Database replicas out of sync
Complete node data-loss
Security compromise
Generic Service Failure
Usage peak

Business

Accounts closure without notice ¹
GDPR/Data Protection
Spike in demand

We will not go into the whole operational plan detail, mostly because of operational risk management. Overall we believe we are pretty secure but it could be dangerous to expose our whole platform in minutiae detail, we will share highlights.

Where are we positioned?

A bit like you, we are not a corporation with infinite budget for lawyers and hard disks, we buy smart, we rent servers that are 3+ years old and commodity hardware. We work hard on the HA instead of spending money on it by buying one very expensive server: "Smart Start-up".

Data

There is nothing very new in here, we just do it right.
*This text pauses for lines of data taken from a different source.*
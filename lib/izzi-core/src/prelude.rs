//! Prelude module for convenient imports.
//!
//! ```ignore
//! use izzi_core::prelude::*;
//! ```

pub use crate::{
    Body, CacheStore, ContentType, DecodeCause, Error, MemoryCache, Method, Request,
    RequestOptions, Response, Result, Transport, decode_json, encode_json,
};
We need to say it: we do it parsimoniously, correctly and precisely. There are two types of nodes: transient (do not store data on long-term basis, they do not "own" the data) and data nodes.

Transient nodes might have whole database copies for performance, but ultimately the data is transacted, edited and stored in data nodes.
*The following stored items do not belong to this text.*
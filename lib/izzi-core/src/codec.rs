//! JSON codec with field-name convention translation.
//!
//! The wire format uses `snake_case` keys while target types are expected to
//! name their fields in `camelCase` (typically `#[serde(rename_all = "camelCase")]`).
//! When conversion is enabled, decoding renames keys while streaming the
//! payload, so values reach the target type unaltered. Encoding renames keys
//! in a [`serde_json::Value`] after the structural encode.

use bytes::Bytes;
use serde::de::DeserializeOwned;
use serde::{Deserialize, Serialize};
use serde_json::Value;
use serde_json::error::Category;

use crate::rename::CamelKeys;
use crate::{DecodeCause, Error, Result};

/// Convert a `snake_case` key to `camelCase`.
///
/// Keys without an interior underscore are returned unchanged, and leading
/// or trailing underscores are kept.
///
/// # Example
///
/// ```
/// use izzi_core::to_camel_case;
///
/// assert_eq!(to_camel_case("user_name"), "userName");
/// assert_eq!(to_camel_case("_private_key_"), "_privateKey_");
/// assert_eq!(to_camel_case("id"), "id");
/// ```
#[must_use]
pub fn to_camel_case(key: &str) -> String {
    let trimmed = key.trim_start_matches('_');
    let (leading, _) = key.split_at(key.len() - trimmed.len());
    let (middle, trailing) = trimmed.split_at(trimmed.trim_end_matches('_').len());

    let mut words = middle.split('_').filter(|word| !word.is_empty());
    let (Some(first), Some(second)) = (words.next(), words.next()) else {
        return key.to_string();
    };

    let mut result = String::with_capacity(key.len());
    result.push_str(leading);
    result.push_str(&first.to_lowercase());
    for word in std::iter::once(second).chain(words) {
        let mut chars = word.chars();
        if let Some(head) = chars.next() {
            result.extend(head.to_uppercase());
            result.push_str(&chars.as_str().to_lowercase());
        }
    }
    result.push_str(trailing);
    result
}

/// Convert a `camelCase` key to `snake_case`.
///
/// Words are split on a lowercase-to-uppercase transition and at the end of
/// an uppercase run (acronym); the result is lowercased.
///
/// # Example
///
/// ```
/// use izzi_core::to_snake_case;
///
/// assert_eq!(to_snake_case("userName"), "user_name");
/// assert_eq!(to_snake_case("myURLValue"), "my_url_value");
/// assert_eq!(to_snake_case("id"), "id");
/// ```
#[must_use]
pub fn to_snake_case(key: &str) -> String {
    let chars: Vec<char> = key.chars().collect();
    let mut result = String::with_capacity(key.len() + 4);

    for (i, &c) in chars.iter().enumerate() {
        if c.is_uppercase() && i > 0 {
            let prev = chars.get(i - 1).copied().unwrap_or('_');
            let next = chars.get(i + 1).copied();
            let starts_word = prev.is_lowercase()
                || prev.is_ascii_digit()
                || (prev.is_uppercase() && next.is_some_and(char::is_lowercase));
            if starts_word {
                result.push('_');
            }
        }
        result.extend(c.to_lowercase());
    }
    result
}

/// Rewrite every object key in `value` with `rename`, recursing into nested
/// objects and arrays.
fn rename_keys(value: Value, rename: fn(&str) -> String) -> Value {
    match value {
        Value::Object(map) => Value::Object(
            map.into_iter()
                .map(|(key, value)| (rename(&key), rename_keys(value, rename)))
                .collect(),
        ),
        Value::Array(items) => Value::Array(
            items
                .into_iter()
                .map(|value| rename_keys(value, rename))
                .collect(),
        ),
        other => other,
    }
}

/// Serialize a value to JSON bytes.
///
/// With `convert_naming`, object keys are converted to `snake_case`.
///
/// # Errors
///
/// Returns [`Error::Encode`] if serialization fails; no partial output is
/// produced.
///
/// # Example
///
/// ```
/// use izzi_core::encode_json;
/// use serde::Serialize;
///
/// #[derive(Serialize)]
/// #[serde(rename_all = "camelCase")]
/// struct User { user_name: String }
///
/// let user = User { user_name: "a".to_string() };
/// let bytes = encode_json(&user, true).expect("serialize");
/// assert_eq!(bytes.as_ref(), br#"{"user_name":"a"}"#);
/// ```
pub fn encode_json<T: Serialize + ?Sized>(value: &T, convert_naming: bool) -> Result<Bytes> {
    let bytes = if convert_naming {
        let value = serde_json::to_value(value).map_err(Error::Encode)?;
        serde_json::to_vec(&rename_keys(value, to_snake_case))
    } else {
        serde_json::to_vec(value)
    };
    bytes.map(Bytes::from).map_err(Error::Encode)
}

/// Deserialize JSON bytes into `T`, with path-aware, classified errors.
///
/// With `convert_naming`, `snake_case` keys are converted to `camelCase`
/// before decoding; otherwise keys are matched as-is.
///
/// An empty (or whitespace-only) payload decodes from JSON `null`, which
/// succeeds for types such as `()`, `Option<_>` or [`serde_json::Value`]
/// (yielding `Value::Null`). Any other target type fails with
/// [`Error::NoData`].
///
/// Numbers are never routed through an intermediate representation, so
/// `u128`/`i128` fields decode exactly with or without conversion.
///
/// # Errors
///
/// Returns [`Error::NoData`] for an empty payload the type cannot accept, or
/// [`Error::Decode`] with the classified [`DecodeCause`].
///
/// # Example
///
/// ```
/// use izzi_core::decode_json;
/// use serde::Deserialize;
///
/// #[derive(Debug, PartialEq, Deserialize)]
/// #[serde(rename_all = "camelCase")]
/// struct User { user_name: String }
///
/// let user: User = decode_json(br#"{"user_name":"a"}"#, true).expect("deserialize");
/// assert_eq!(user.user_name, "a");
/// ```
pub fn decode_json<T: DeserializeOwned>(bytes: &[u8], convert_naming: bool) -> Result<T> {
    if bytes.iter().all(u8::is_ascii_whitespace) {
        return T::deserialize(Value::Null).map_err(|_| Error::NoData);
    }

    let mut deserializer = serde_json::Deserializer::from_slice(bytes);
    let value = if convert_naming {
        serde_path_to_error::deserialize(CamelKeys::new(&mut deserializer))
    } else {
        serde_path_to_error::deserialize(&mut deserializer)
    }
    .map_err(classify)?;
    deserializer.end().map_err(malformed)?;
    Ok(value)
}

fn malformed(err: serde_json::Error) -> Error {
    Error::Decode(DecodeCause::Malformed {
        message: err.to_string(),
    })
}

fn classify(err: serde_path_to_error::Error<serde_json::Error>) -> Error {
    let path = err.path().to_string();
    let inner = err.into_inner();
    if inner.classify() != Category::Data {
        return malformed(inner);
    }

    let message = inner.to_string();
    let cause = if let Some(field) = missing_field(&message) {
        DecodeCause::MissingField { path, field }
    } else if message.starts_with("invalid type: null") {
        DecodeCause::UnexpectedNull { path, message }
    } else {
        DecodeCause::TypeMismatch { path, message }
    };
    Error::Decode(cause)
}

/// Extract `name` from serde's "missing field `name`" message.
fn missing_field(message: &str) -> Option<String> {
    let rest = message.strip_prefix("missing field `")?;
    rest.split('`').next().map(str::to_string)
}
There are three levels of data security:

Locally at data nodes, data is duplicated in disks using RAID
At logical level, databases or other states (i.e. Patroni for PostgreSQL, etcd, distributed filesystems like GlusterFS, etc) are duplicated at least three times (usually more) for state consensus and also for avoiding split-brain scenarios. Copies are kept in different datacenters of different companies for securing availability under physical failure but also business duress ¹. We use physically close datacenters for performance.
Finally, backup copies. All data is at least daily backed-up (sometimes more), in three different locations, in three different time-horizons (daily copy, weekly copy, monthly copy), in two different mediums: our offices, cloud copies (and a third in the actual servers.)
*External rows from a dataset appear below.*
//! The typed request client.
//!
//! [`Client::request`] runs the whole pipeline for one call: URL validation,
//! body encoding, cache lookup, the network exchange under a timeout, status
//! validation, cache storage and response decoding.

use std::collections::HashMap;
use std::fmt;
use std::sync::Arc;
use std::time::Duration;

use izzi_core::{
    Body, CacheEntry, CacheStore, MemoryCache, Method, Request, RequestOptions, Transport,
    decode_json, encode_body,
};
use serde::Serialize;
use serde::de::DeserializeOwned;
use tokio::time::Instant;
use tracing::{Instrument, debug, info_span, warn};
use url::Url;

use crate::{
    Error, HyperTransport, Result,
    config::{ClientConfig, ClientConfigBuilder},
};

/// Typed HTTP request client.
///
/// A client owns a transport and a shared response cache. Cloning a client is
/// cheap and the clones share the cache.
///
/// # Example
///
/// ```ignore
/// use izzi::prelude::*;
///
/// #[derive(Debug, Deserialize)]
/// #[serde(rename_all = "camelCase")]
/// struct Post {
///     user_id: u64,
///     title: String,
/// }
///
/// let client = Client::new();
/// let post: Post = client
///     .get_cached("https://jsonplaceholder.typicode.com/posts/1", Duration::from_secs(60))
///     .await?;
/// ```
#[derive(Clone)]
pub struct Client<T = HyperTransport> {
    transport: T,
    cache: Arc<dyn CacheStore>,
    config: ClientConfig,
}

impl<T> fmt::Debug for Client<T> {
    fn fmt(&self, f: &mut fmt::Formatter<'_>) -> fmt::Result {
        f.debug_struct("Client")
            .field("cache", &self.cache)
            .field("config", &self.config)
            .finish_non_exhaustive()
    }
}

impl Client {
    /// Create a client with the default configuration, a hyper transport and
    /// an in-memory cache.
    #[must_use]
    pub fn new() -> Self {
        Self::builder().build()
    }

    /// Create a client builder.
    #[must_use]
    pub fn builder() -> ClientBuilder {
        ClientBuilder::default()
    }
}

impl Default for Client {
    fn default() -> Self {
        Self::new()
    }
}

impl<T: Transport> Client<T> {
    /// Create a client over a custom transport, with the default
    /// configuration and a fresh in-memory cache.
    #[must_use]
    pub fn with_transport(transport: T) -> Self {
        Self {
            transport,
            cache: Arc::new(MemoryCache::new()),
            config: ClientConfig::default(),
        }
    }

    /// Use the given cache store, possibly shared with other clients.
    #[must_use]
    pub fn with_cache(mut self, cache: Arc<dyn CacheStore>) -> Self {
        self.cache = cache;
        self
    }

    /// Use the given configuration for the pipeline settings only: the
    /// default timeout and cache expiry.
    ///
    /// The transport keeps the connection settings it was built with. For a
    /// [`HyperTransport`] those are the connect timeout and pool settings,
    /// fixed when its connector was created. Use [`Client::builder`] to
    /// configure both the pipeline and the transport.
    #[must_use]
    pub fn with_config(mut self, config: ClientConfig) -> Self {
        self.config = config;
        self
    }

    /// Get the client configuration.
    #[must_use]
    pub const fn config(&self) -> &ClientConfig {
        &self.config
    }

    /// Get the cache store.
    #[must_use]
    pub fn cache(&self) -> &Arc<dyn CacheStore> {
        &self.cache
    }

    /// Get the transport.
    #[must_use]
    pub const fn transport(&self) -> &T {
        &self.transport
    }

    /// Perform a request and decode the response body into `R`.
    ///
    /// Only `GET` requests with [`RequestOptions::use_cache`] set read and
    /// write the cache; the cache key is the normalized URL.
    ///
    /// # Errors
    ///
    /// - [`Error::InvalidUrl`] if `url` cannot be parsed, before any I/O;
    /// - [`Error::Encode`] if the body cannot be serialized;
    /// - [`Error::TransportFailure`] if no HTTP response was received;
    /// - [`Error::Timeout`] if the exchange took longer than the timeout;
    /// - [`Error::Status`] if the status is outside `200..=299`;
    /// - [`Error::NoData`] if the body is empty and `R` needs a value;
    /// - [`Error::Decode`] if the body does not match `R`.
    pub async fn request<R, B>(
        &self,
        url: &str,
        method: Method,
        headers: Option<HashMap<String, String>>,
        body: Option<Body<B>>,
        options: RequestOptions,
    ) -> Result<R>
    where
        R: DeserializeOwned,
        B: Serialize,
    {
        let span = info_span!("izzi_request", %method, url);
        self.execute(url, method, headers, body, options)
            .instrument(span)
            .await
    }

    async fn execute<R, B>(
        &self,
        url: &str,
        method: Method,
        headers: Option<HashMap<String, String>>,
        body: Option<Body<B>>,
        options: RequestOptions,
    ) -> Result<R>
    where
        R: DeserializeOwned,
        B: Serialize,
    {
        let url = Url::parse(url).map_err(|source| Error::invalid_url(url, source))?;
        let convert_naming = options.convert_naming();
        let encoded = encode_body(body, convert_naming)?;

        let cacheable = method.is_cacheable() && options.use_cache();
        let expiry = options.cache_expiry().unwrap_or(self.config.cache_expiry);

        if cacheable {
            match self.cache.lookup(url.as_str()) {
                Some(entry) if entry.is_fresh(expiry, Instant::now()) => {
                    debug!(age_ms = age_ms(&entry), "serving response from cache");
                    return decode_json(entry.body(), convert_naming);
                }
                Some(entry) => debug!(age_ms = age_ms(&entry), "cached response expired"),
                None => debug!("cache miss"),
            }
        }

        let timeout = options.timeout().unwrap_or(self.config.timeout);
        let mut builder = Request::builder(method, url).timeout(timeout);
        if let Some(headers) = headers {
            builder = builder.headers(headers);
        }
        if let Some(encoded) = encoded {
            builder = builder.encoded_body(encoded);
        }
        let request = builder.build();
        let key = request.cache_key().to_string();

        debug!(?timeout, "sending request");
        let response = tokio::time::timeout(timeout, self.transport.execute(request))
            .await
            .map_err(|_| Error::timeout(timeout))??;

        let (status, headers, bytes) = response.into_parts();
        if !(200..=299).contains(&status) {
            warn!(status, "unexpected HTTP status");
            return Err(Error::status(status, &bytes));
        }

        if cacheable {
            let entry = CacheEntry::new(bytes.clone(), headers, Instant::now());
            if let Err(err) = self.cache.store(&key, entry) {
                warn!(error = %err, "cannot cache response");
            }
        }

        debug!(status, len = bytes.len(), "decoding response");
        decode_json(&bytes, convert_naming)
    }

    /// Perform a request without a body.
    ///
    /// # Errors
    ///
    /// Same as [`Client::request`].
    pub async fn request_without_body<R: DeserializeOwned>(
        &self,
        url: &str,
        method: Method,
        headers: Option<HashMap<String, String>>,
        options: RequestOptions,
    ) -> Result<R> {
        self.request(url, method, headers, None::<Body<()>>, options)
            .await
    }

    /// `GET` a resource, bypassing the cache.
    ///
    /// # Errors
    ///
    /// Same as [`Client::request`].
    pub async fn get<R: DeserializeOwned>(&self, url: &str) -> Result<R> {
        self.request_without_body(url, Method::Get, None, RequestOptions::new())
            .await
    }

    /// `GET` a resource through the cache, with the given freshness window.
    ///
    /// # Errors
    ///
    /// Same as [`Client::request`].
    pub async fn get_cached<R: DeserializeOwned>(&self, url: &str, expiry: Duration) -> Result<R> {
        self.request_without_body(url, Method::Get, None, RequestOptions::cached(expiry))
            .await
    }

    /// `POST` a body.
    ///
    /// # Errors
    ///
    /// Same as [`Client::request`].
    pub async fn post<R: DeserializeOwned, B: Serialize>(
        &self,
        url: &str,
        body: Body<B>,
    ) -> Result<R> {
        self.request(url, Method::Post, None, Some(body), RequestOptions::new())
            .await
    }

    /// `PUT` a body.
    ///
    /// # Errors
    ///
    /// Same as [`Client::request`].
    pub async fn put<R: DeserializeOwned, B: Serialize>(
        &self,
        url: &str,
        body: Body<B>,
    ) -> Result<R> {
        self.request(url, Method::Put, None, Some(body), RequestOptions::new())
            .await
    }

    /// `PATCH` a body.
    ///
    /// # Errors
    ///
    /// Same as [`Client::request`].
    pub async fn patch<R: DeserializeOwned, B: Serialize>(
        &self,
        url: &str,
        body: Body<B>,
    ) -> Result<R> {
        self.request(url, Method::Patch, None, Some(body), RequestOptions::new())
            .await
    }

    /// `DELETE` a resource.
    ///
    /// # Errors
    ///
    /// Same as [`Client::request`].
    pub async fn delete<R: DeserializeOwned>(&self, url: &str) -> Result<R> {
        self.request_without_body(url, Method::Delete, None, RequestOptions::new())
            .await
    }
}

fn age_ms(entry: &CacheEntry) -> u64 {
    let age = Instant::now().saturating_duration_since(entry.stored_at());
    u64::try_from(age.as_millis()).unwrap_or(u64::MAX)
}

/// Builder for a [`Client`] over the hyper transport.
#[derive(Debug, Default)]
pub struct ClientBuilder {
    config: ClientConfigBuilder,
    cache: Option<Arc<dyn CacheStore>>,
    logging: bool,
}

impl ClientBuilder {
    /// Set the default request timeout.
    #[must_use]
    pub fn timeout(mut self, timeout: Duration) -> Self {
        self.config = self.config.timeout(timeout);
        self
    }

    /// Set the connection timeout.
    #[must_use]
    pub fn connect_timeout(mut self, timeout: Duration) -> Self {
        self.config = self.config.connect_timeout(timeout);
        self
    }

    /// Set the default cache expiry.
    #[must_use]
    pub fn cache_expiry(mut self, expiry: Duration) -> Self {
        self.config = self.config.cache_expiry(expiry);
        self
    }

    /// Set the maximum idle connections per host.
    #[must_use]
    pub fn pool_idle_per_host(mut self, count: usize) -> Self {
        self.config = self.config.pool_idle_per_host(count);
        self
    }

    /// Set the idle connection timeout.
    #[must_use]
    pub fn pool_idle_timeout(mut self, timeout: Duration) -> Self {
        self.config = self.config.pool_idle_timeout(timeout);
        self
    }

    /// Use the given cache store instead of a fresh in-memory one.
    #[must_use]
    pub fn cache(mut self, cache: Arc<dyn CacheStore>) -> Self {
        self.cache = Some(cache);
        self
    }

    /// Log every exchange with the [`LoggingLayer`](crate::middleware::LoggingLayer).
    #[must_use]
    pub const fn with_logging(mut self) -> Self {
        self.logging = true;
        self
    }

    /// Build the client.
    #[must_use]
    pub fn build(self) -> Client {
        let mut transport = HyperTransport::builder().config(self.config.clone());
        if self.logging {
            transport = transport.with_logging();
        }

        Client {
            transport: transport.build(),
            config: self.config.build(),
            cache: self
                .cache
                .unwrap_or_else(|| Arc::new(MemoryCache::new())),
        }
    }
}

#[cfg(test)]
mod tests {
    use super::*;

    #[tokio::test]
    async fn builder_applies_config() {
        let client = Client::builder()
            .timeout(Duration::from_secs(5))
            .cache_expiry(Duration::from_secs(120))
            .with_logging()
            .build();

        assert_eq!(client.config().timeout, Duration::from_secs(5));
        assert_eq!(client.config().cache_expiry, Duration::from_secs(120));
        assert_eq!(client.transport().config().timeout, Duration::from_secs(5));
    }

    #[tokio::test]
    async fn with_config_leaves_transport_settings_alone() {
        let config = ClientConfig::builder()
            .timeout(Duration::from_secs(7))
            .connect_timeout(Duration::from_secs(1))
            .cache_expiry(Duration::from_secs(5))
            .build();
        let client = Client::new().with_config(config);

        assert_eq!(client.config().timeout, Duration::from_secs(7));
        assert_eq!(client.config().cache_expiry, Duration::from_secs(5));

        let defaults = ClientConfig::default();
        assert_eq!(client.transport().config().timeout, defaults.timeout);
        assert_eq!(
            client.transport().config().connect_timeout,
            defaults.connect_timeout
        );
    }

    #[tokio::test]
    async fn builder_uses_given_cache() {
        let cache: Arc<dyn CacheStore> = Arc::new(MemoryCache::with_max_entries(3));
        let client = Client::builder().cache(Arc::clone(&cache)).build();

        assert!(Arc::ptr_eq(client.cache(), &cache));
    }

    #[tokio::test]
    async fn invalid_url_is_reported_before_any_io() {
        let client = Client::new();
        let err = client
            .get::<serde_json::Value>("not a url")
            .await
            .expect_err("invalid url");

        assert!(matches!(err, Error::InvalidUrl { .. }));
    }

    #[tokio::test]
    async fn debug_hides_transport() {
        let debug = format!("{:?}", Client::new());
        assert!(debug.starts_with("Client"));
        assert!(debug.contains("cache_expiry"));
    }
}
Host Based Intrusion Detection System

Each Totus server runs a "root" software specifically dedicated to monitor many security aspects, including network, processes, system patterns, containers, etc. This root service has been built using enhanced security techniques, among others it keeps encrypting itself in memory, hiding itself, moving itself and communicating with other root services in remote servers ... All roots keep tabs of other roots and can raise alarms and act proactively and autonomously. They hold the keys to other services.

We cannot share more than this.

It is likely the only way you will know about this system is by this post, and only this post, even if you have root access to a Totus server.

Monitoring

We do plenty of monitoring, we run multi-node Prometheus and Alertmanager. We also have the "Eye of Totus" a custom service monitoring many Totus APIs, services and networks. We will trigger an operator alarm (a real person receiving an alarm that cannot be silenced) not only on failures but in trends. i.e. disk is going to run out at this speed in a few hours.

We work very hard to have accurate and precise alarms, to not have false-positives so we avoid the typical company "alarm fatigue": when operators simply ignore most of the alarms because they are typically "not important".

Alarms rarely trigger at Totus, and when they do, they are important, and they get looked at.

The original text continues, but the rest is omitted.